◆ **Task objective**
Set down word for word the lines that begin the entries and run through the line containing "a term across". Give nothing further.

◆ **Records provided**

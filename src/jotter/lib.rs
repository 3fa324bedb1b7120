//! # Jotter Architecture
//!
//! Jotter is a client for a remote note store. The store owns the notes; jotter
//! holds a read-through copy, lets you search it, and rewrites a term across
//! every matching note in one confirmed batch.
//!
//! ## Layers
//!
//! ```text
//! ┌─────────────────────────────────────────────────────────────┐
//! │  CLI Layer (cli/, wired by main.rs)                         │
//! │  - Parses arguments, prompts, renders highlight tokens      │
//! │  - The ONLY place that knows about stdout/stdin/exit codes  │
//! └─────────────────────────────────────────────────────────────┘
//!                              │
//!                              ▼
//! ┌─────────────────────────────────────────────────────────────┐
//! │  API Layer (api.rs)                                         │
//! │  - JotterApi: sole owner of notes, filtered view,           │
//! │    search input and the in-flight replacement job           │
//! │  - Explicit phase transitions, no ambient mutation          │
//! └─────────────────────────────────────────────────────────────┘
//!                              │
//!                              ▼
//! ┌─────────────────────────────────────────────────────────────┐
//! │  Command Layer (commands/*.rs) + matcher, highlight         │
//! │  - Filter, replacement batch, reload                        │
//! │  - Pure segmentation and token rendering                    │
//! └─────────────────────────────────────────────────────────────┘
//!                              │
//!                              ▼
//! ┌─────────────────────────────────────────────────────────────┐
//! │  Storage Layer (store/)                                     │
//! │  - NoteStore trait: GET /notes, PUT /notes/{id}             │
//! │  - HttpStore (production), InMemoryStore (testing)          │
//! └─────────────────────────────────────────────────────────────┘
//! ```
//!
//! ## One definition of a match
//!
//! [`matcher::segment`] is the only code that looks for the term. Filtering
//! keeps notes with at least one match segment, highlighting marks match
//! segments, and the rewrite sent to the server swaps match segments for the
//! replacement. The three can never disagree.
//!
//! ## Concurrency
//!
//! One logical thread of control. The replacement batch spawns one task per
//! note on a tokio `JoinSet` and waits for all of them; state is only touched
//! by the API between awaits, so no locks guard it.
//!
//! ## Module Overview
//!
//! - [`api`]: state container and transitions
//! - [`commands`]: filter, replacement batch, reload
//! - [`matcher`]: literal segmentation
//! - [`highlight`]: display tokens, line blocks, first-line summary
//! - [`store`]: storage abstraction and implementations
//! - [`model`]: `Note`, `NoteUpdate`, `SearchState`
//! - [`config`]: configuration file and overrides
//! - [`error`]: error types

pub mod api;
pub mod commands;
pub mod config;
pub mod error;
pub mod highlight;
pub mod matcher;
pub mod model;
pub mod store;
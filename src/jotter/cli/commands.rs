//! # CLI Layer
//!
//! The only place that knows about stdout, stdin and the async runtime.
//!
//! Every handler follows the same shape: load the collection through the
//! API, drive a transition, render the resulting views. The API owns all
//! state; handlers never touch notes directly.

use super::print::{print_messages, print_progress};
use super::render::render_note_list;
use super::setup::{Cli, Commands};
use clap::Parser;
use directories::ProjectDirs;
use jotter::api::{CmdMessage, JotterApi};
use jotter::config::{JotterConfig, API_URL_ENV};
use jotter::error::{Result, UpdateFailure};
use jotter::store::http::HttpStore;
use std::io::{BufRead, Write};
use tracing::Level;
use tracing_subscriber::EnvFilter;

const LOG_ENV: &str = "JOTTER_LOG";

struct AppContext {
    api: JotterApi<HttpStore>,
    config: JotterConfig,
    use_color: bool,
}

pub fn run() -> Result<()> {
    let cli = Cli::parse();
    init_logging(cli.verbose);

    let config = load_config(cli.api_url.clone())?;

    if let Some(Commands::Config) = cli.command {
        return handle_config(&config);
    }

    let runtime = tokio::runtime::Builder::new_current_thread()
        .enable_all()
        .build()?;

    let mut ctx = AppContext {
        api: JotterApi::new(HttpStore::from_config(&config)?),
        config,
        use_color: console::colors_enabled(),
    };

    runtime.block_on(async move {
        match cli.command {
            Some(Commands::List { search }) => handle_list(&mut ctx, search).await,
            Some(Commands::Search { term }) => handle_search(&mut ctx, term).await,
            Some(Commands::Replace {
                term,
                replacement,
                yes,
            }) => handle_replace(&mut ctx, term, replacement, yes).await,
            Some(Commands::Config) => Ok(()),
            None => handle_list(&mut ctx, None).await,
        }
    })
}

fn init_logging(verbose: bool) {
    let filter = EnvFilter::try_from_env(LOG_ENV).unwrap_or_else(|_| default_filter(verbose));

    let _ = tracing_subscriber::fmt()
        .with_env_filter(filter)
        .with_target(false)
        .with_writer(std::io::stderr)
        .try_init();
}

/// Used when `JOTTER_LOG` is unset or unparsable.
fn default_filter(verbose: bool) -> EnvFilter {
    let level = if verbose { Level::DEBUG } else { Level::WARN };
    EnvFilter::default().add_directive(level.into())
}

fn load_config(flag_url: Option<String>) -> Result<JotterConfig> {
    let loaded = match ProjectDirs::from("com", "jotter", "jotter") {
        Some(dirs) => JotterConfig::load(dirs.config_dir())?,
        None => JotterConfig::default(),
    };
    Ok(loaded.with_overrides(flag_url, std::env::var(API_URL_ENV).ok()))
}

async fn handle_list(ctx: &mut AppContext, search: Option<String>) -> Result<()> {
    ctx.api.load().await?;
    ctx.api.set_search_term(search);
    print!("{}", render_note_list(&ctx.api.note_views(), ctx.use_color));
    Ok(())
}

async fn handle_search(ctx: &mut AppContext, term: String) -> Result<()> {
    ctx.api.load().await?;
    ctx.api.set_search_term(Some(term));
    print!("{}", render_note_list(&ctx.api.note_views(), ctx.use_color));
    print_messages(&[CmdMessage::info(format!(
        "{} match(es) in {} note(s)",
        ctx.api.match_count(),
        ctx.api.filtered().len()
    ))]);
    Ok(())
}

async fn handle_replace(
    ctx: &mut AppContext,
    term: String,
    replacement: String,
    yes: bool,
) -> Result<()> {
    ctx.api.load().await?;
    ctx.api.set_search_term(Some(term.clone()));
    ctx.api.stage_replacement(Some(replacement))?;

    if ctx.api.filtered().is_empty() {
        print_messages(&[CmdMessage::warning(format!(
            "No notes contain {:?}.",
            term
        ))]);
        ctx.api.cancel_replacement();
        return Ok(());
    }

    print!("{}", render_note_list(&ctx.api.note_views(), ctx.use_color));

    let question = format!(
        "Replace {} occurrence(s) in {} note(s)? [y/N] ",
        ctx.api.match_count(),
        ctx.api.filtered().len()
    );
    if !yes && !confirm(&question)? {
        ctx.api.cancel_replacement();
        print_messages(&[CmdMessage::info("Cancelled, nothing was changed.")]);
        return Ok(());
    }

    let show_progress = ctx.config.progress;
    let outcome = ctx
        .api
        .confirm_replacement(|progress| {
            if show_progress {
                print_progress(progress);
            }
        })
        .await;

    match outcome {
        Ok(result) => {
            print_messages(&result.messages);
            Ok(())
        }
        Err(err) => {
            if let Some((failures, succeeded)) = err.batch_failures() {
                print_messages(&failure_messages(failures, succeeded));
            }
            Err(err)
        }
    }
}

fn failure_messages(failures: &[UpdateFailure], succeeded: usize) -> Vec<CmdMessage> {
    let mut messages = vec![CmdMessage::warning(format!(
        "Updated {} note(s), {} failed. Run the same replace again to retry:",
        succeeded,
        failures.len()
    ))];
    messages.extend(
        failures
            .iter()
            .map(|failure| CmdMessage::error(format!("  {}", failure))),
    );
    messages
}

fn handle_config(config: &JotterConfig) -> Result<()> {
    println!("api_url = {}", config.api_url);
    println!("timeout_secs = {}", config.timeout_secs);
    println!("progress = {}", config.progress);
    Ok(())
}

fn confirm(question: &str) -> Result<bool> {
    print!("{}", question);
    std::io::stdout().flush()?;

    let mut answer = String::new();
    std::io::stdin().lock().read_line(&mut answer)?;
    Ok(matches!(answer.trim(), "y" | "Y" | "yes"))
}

◆ **Response area**
filename src/jotter/lib.rs
repository 3fa324bedb1b7120
//! # Jotter Architecture
//!
//! Jotter is a client for a remote note store. The store owns the notes; jotter
//! holds a read-through copy, lets you search it, and rewrites a term across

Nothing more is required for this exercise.